Lee Eunmi, You Young-Wook, Jung Young-Hun, Kam Jonghun
Division of Environmental Science and Engineering, Pohang University of Science and Technology, Pohang, 37673, South Korea.
Department of Advanced Science and Technology Convergence, Kyungpook National University, Sangju, 37224, South Korea.
J Environ Manage. 2025 Jun;385:125640. doi: 10.1016/j.jenvman.2025.125640. Epub 2025 May 6.
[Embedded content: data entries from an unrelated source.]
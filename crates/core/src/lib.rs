//! Tubenotes Core Library
//!
//! Downloads YouTube transcripts, extracts heuristic key points and keeps a
//! Markdown note per video for an Obsidian-style knowledge base.

pub mod cache;
pub mod config;
pub mod error;
pub mod format;
pub mod keypoints;
pub mod notes;
pub mod pipeline;
pub mod source;
pub mod store;
pub mod sync;
pub mod types;
pub mod video;

// Re-export commonly used items at crate root
pub use config::{NoteTemplate, Settings};
pub use error::{Result, TubenotesError};
pub use format::{
    format_key_points_readable, format_key_points_section, format_timestamp,
    format_transcript_with_timestamps,
};
pub use keypoints::{Category, KeyPointExtractor, KeyPoints, extract_key_points};
pub use pipeline::{FetchedVideo, SummarizeOutcome, fetch_video, summarize_all, summarize_video_dir};
pub use sync::{SyncReport, sync_notes};
pub use types::{Segment, Transcript, VideoInfo};
pub use video::parse_video_id;
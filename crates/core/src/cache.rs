use std::path::{Path, PathBuf};

pub const TRANSCRIPT_JSON: &str = "transcript.json";
pub const TRANSCRIPT_TXT: &str = "transcript.txt";
pub const KEY_POINTS_JSON: &str = "key_points.json";
pub const KEY_POINTS_TXT: &str = "key_points.txt";
pub const VIDEO_INFO_MD: &str = "video_info.md";

pub fn get_root_cache_dir() -> PathBuf {
    dirs::cache_dir()
        .unwrap_or_else(|| PathBuf::from("/tmp"))
        .join("tubenotes")
}

/// Scratch directory for one video's subtitle download
pub fn get_cache_dir(root: &Path, video_id: &str) -> PathBuf {
    root.join(video_id)
}

pub fn get_transcript_json_path(video_dir: &Path) -> PathBuf {
    video_dir.join(TRANSCRIPT_JSON)
}

pub fn get_transcript_txt_path(video_dir: &Path) -> PathBuf {
    video_dir.join(TRANSCRIPT_TXT)
}

pub fn get_key_points_json_path(video_dir: &Path) -> PathBuf {
    video_dir.join(KEY_POINTS_JSON)
}

pub fn get_key_points_txt_path(video_dir: &Path) -> PathBuf {
    video_dir.join(KEY_POINTS_TXT)
}

pub fn get_video_info_path(video_dir: &Path) -> PathBuf {
    video_dir.join(VIDEO_INFO_MD)
}

/// Find a subtitle file yt-dlp wrote for `lang` in the cache directory
pub fn find_subtitles_in_cache(cache_dir: &Path, lang: &str) -> Option<PathBuf> {
    let Ok(entries) = std::fs::read_dir(cache_dir) else {
        return None;
    };

    let suffix = format!(".{lang}.json3");
    entries
        .flatten()
        .map(|entry| entry.path())
        .find(|path| {
            path.file_name()
                .map(|name| name.to_string_lossy().ends_with(&suffix))
                .unwrap_or(false)
        })
}
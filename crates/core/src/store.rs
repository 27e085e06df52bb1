use std::path::{Path, PathBuf};

use tokio::fs;

use crate::{
    cache::{
        get_key_points_json_path, get_key_points_txt_path, get_transcript_json_path,
        get_transcript_txt_path, get_video_info_path,
    },
    error::Result,
    format::{format_key_points_readable, format_transcript_with_timestamps},
    keypoints::KeyPoints,
    types::Transcript,
    video::video_dir_name,
};

/// Create the directory for a video under `output_dir`, removing directories
/// left behind for the same video under an older title.
pub async fn ensure_video_dir(output_dir: &Path, title: &str, video_id: &str) -> Result<PathBuf> {
    fs::create_dir_all(output_dir).await?;

    let dir_name = video_dir_name(title, video_id);
    let mut entries = fs::read_dir(output_dir).await?;
    while let Some(entry) = entries.next_entry().await? {
        let name = entry.file_name().to_string_lossy().to_string();
        if name != dir_name && name.contains(video_id) && entry.file_type().await?.is_dir() {
            tracing::info!(path = %entry.path().display(), "removing stale video directory");
            fs::remove_dir_all(entry.path()).await?;
        }
    }

    let video_dir = output_dir.join(dir_name);
    fs::create_dir_all(&video_dir).await?;
    Ok(video_dir)
}

/// Every subdirectory of `output_dir`, sorted by name. A missing output
/// directory has no videos.
pub async fn list_video_dirs(output_dir: &Path) -> Result<Vec<PathBuf>> {
    if !output_dir.exists() {
        return Ok(Vec::new());
    }

    let mut dirs = Vec::new();
    let mut entries = fs::read_dir(output_dir).await?;
    while let Some(entry) = entries.next_entry().await? {
        if entry.file_type().await?.is_dir() {
            dirs.push(entry.path());
        }
    }
    dirs.sort();
    Ok(dirs)
}

/// Save the transcript as raw JSON segments and as timestamped text.
pub async fn save_transcript(transcript: &Transcript, video_dir: &Path) -> Result<()> {
    let json_path = get_transcript_json_path(video_dir);
    fs::write(&json_path, serde_json::to_string_pretty(&transcript.segments)?).await?;

    let txt_path = get_transcript_txt_path(video_dir);
    fs::write(&txt_path, format_transcript_with_timestamps(transcript)).await?;

    tracing::info!(dir = %video_dir.display(), "saved transcript");
    Ok(())
}

/// The timestamped transcript text, as fed to the extractor.
pub async fn load_transcript_text(video_dir: &Path) -> Result<String> {
    Ok(fs::read_to_string(get_transcript_txt_path(video_dir)).await?)
}

pub async fn save_key_points(key_points: &KeyPoints, video_dir: &Path) -> Result<()> {
    let pretty_json = serde_json::to_string_pretty(key_points)?;
    fs::write(get_key_points_json_path(video_dir), pretty_json).await?;
    fs::write(
        get_key_points_txt_path(video_dir),
        format_key_points_readable(key_points),
    )
    .await?;
    Ok(())
}

pub async fn load_note(video_dir: &Path) -> Result<String> {
    Ok(fs::read_to_string(get_video_info_path(video_dir)).await?)
}

pub async fn save_note(content: &str, video_dir: &Path) -> Result<()> {
    fs::write(get_video_info_path(video_dir), content).await?;
    Ok(())
}
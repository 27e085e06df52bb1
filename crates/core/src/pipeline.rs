use std::path::{Path, PathBuf};

use chrono::Local;

use crate::{
    cache::{get_cache_dir, get_transcript_txt_path, get_video_info_path},
    config::Settings,
    error::Result,
    keypoints::{KeyPoints, extract_key_points},
    notes::{apply_key_points, render_initial_note},
    source::{fetch_title_or_placeholder, fetch_transcript},
    store::{
        ensure_video_dir, list_video_dirs, load_note, load_transcript_text, save_key_points,
        save_note, save_transcript,
    },
    types::{Transcript, VideoInfo},
    video::{parse_video_id, video_dir_name, watch_url},
};

#[derive(Debug)]
pub struct FetchedVideo {
    pub info: VideoInfo,
    pub video_dir: PathBuf,
    pub transcript: Transcript,
}

#[derive(Debug)]
pub struct SummarizeOutcome {
    pub video_dir: PathBuf,
    pub result: Result<KeyPoints>,
}

/// Resolve the video, download its transcript and lay out its directory:
/// transcript files plus an initial note. An existing note is left alone.
pub async fn fetch_video(url: &str, settings: &Settings) -> Result<FetchedVideo> {
    let video_id = parse_video_id(url)?;
    let title = fetch_title_or_placeholder(&video_id).await;
    tracing::debug!(%video_id, %title, "resolved video");

    let cache_dir = get_cache_dir(&settings.cache_dir, &video_id);
    let transcript = fetch_transcript(&video_id, &settings.language, &cache_dir).await?;

    let video_dir = ensure_video_dir(&settings.output_dir, &title, &video_id).await?;
    save_transcript(&transcript, &video_dir).await?;

    let info = VideoInfo {
        url: if url.trim() == video_id {
            watch_url(&video_id)
        } else {
            url.trim().to_string()
        },
        video_id,
        title,
    };

    if get_video_info_path(&video_dir).exists() {
        tracing::debug!(dir = %video_dir.display(), "note exists, keeping it");
    } else {
        let note = render_initial_note(
            &info,
            &video_dir_name(&info.title, &info.video_id),
            &settings.note,
            Local::now().date_naive(),
        )?;
        save_note(&note, &video_dir).await?;
    }

    Ok(FetchedVideo {
        info,
        video_dir,
        transcript,
    })
}

/// Extract key points for one video directory and fold them into its note.
pub async fn summarize_video_dir(video_dir: &Path, settings: &Settings) -> Result<KeyPoints> {
    let text = load_transcript_text(video_dir).await?;
    let key_points = extract_key_points(&text);
    save_key_points(&key_points, video_dir).await?;

    let note = load_note(video_dir).await?;
    let updated = apply_key_points(
        &note,
        &key_points,
        &settings.note,
        Local::now().date_naive(),
    )?;
    save_note(&updated, video_dir).await?;

    tracing::info!(
        dir = %video_dir.display(),
        points = key_points.total(),
        "updated note with key points"
    );
    Ok(key_points)
}

/// Whether `dir` holds both a transcript and a note.
pub fn is_video_dir(dir: &Path) -> bool {
    get_transcript_txt_path(dir).exists() && get_video_info_path(dir).exists()
}

/// Re-run extraction for every video directory under the output directory.
/// A failing directory does not stop the others.
pub async fn summarize_all(settings: &Settings) -> Result<Vec<SummarizeOutcome>> {
    let mut outcomes = Vec::new();
    for video_dir in list_video_dirs(&settings.output_dir).await? {
        if !is_video_dir(&video_dir) {
            continue;
        }
        let result = summarize_video_dir(&video_dir, settings).await;
        if let Err(e) = &result {
            tracing::warn!(dir = %video_dir.display(), error = %e, "summarize failed");
        }
        outcomes.push(SummarizeOutcome { video_dir, result });
    }
    Ok(outcomes)
}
Analytic Hierarchy Process (AHP) of pluvial flood risk assessment has been widely used, incorporating multiple assessment indices. However, uncertainty assessment of expert judgement-based flood risk remains limited. This study proposes a Machine Learning (ML) model-based AHP approach, using pluvial flood-related data of hazard, exposure, vulnerability, and capacity of South Korea over 2002-2021. In this study, the trained eXtreme Gradient Boosting (XGBoost) and Random Forest (RF) models successfully predict flood economic losses using 21 flood-related variables, outperforming LightGBM and CatBoost. Permutation importance scores from the trained XGBoost and RF models are used to estimate the mean and 95 % confidence intervals of the assessment factor weights. Both models show that rainfall amount, river area, population density, and green belt area are important factors for flood damage prediction, but the XGBoost (RF) model identifies impermeable areal fraction (river area) as the most important component in exposure, resulting in disparity in the uncertainty range in major cities over South Korea where the XGBoost and RF models show a high risk consistently. This study substantiates the practical application of the proposed ML based-AHP approach for uncertainty assessment of flood risk, highlighting the need for balanced land development and green infrastructure for flood mitigation.
暴雨洪水风险评估的层次分析法(AHP)已被广泛应用,纳入了多个评估指标。然而,基于专家判断的洪水风险不确定性评估仍然有限。本研究提出了一种基于机器学习(ML)模型的层次分析法,使用了2002年至2021年韩国暴雨洪水相关的灾害、暴露、脆弱性和应对能力数据。在本研究中,经过训练的极端梯度提升(XGBoost)和随机森林(RF)模型使用21个与洪水相关的变量成功预测了洪水经济损失,优于LightGBM和CatBoost。从经过训练的XGBoost和RF模型中得到的排列重要性得分用于估计评估因子权重的均值和95%置信区间。两个模型均表明,降雨量、河流面积、人口密度和绿化带面积是洪水损失预测的重要因素,但XGBoost(RF)模型将不透水面积比例(河流面积)确定为暴露方面最重要的组成部分,导致在韩国主要城市中XGBoost和RF模型一致显示高风险的不确定性范围存在差异。本研究证实了所提出的基于机器学习的层次分析法在洪水风险不确定性评估中的实际应用,强调了平衡土地开发和绿色基础设施以减轻洪水灾害的必要性。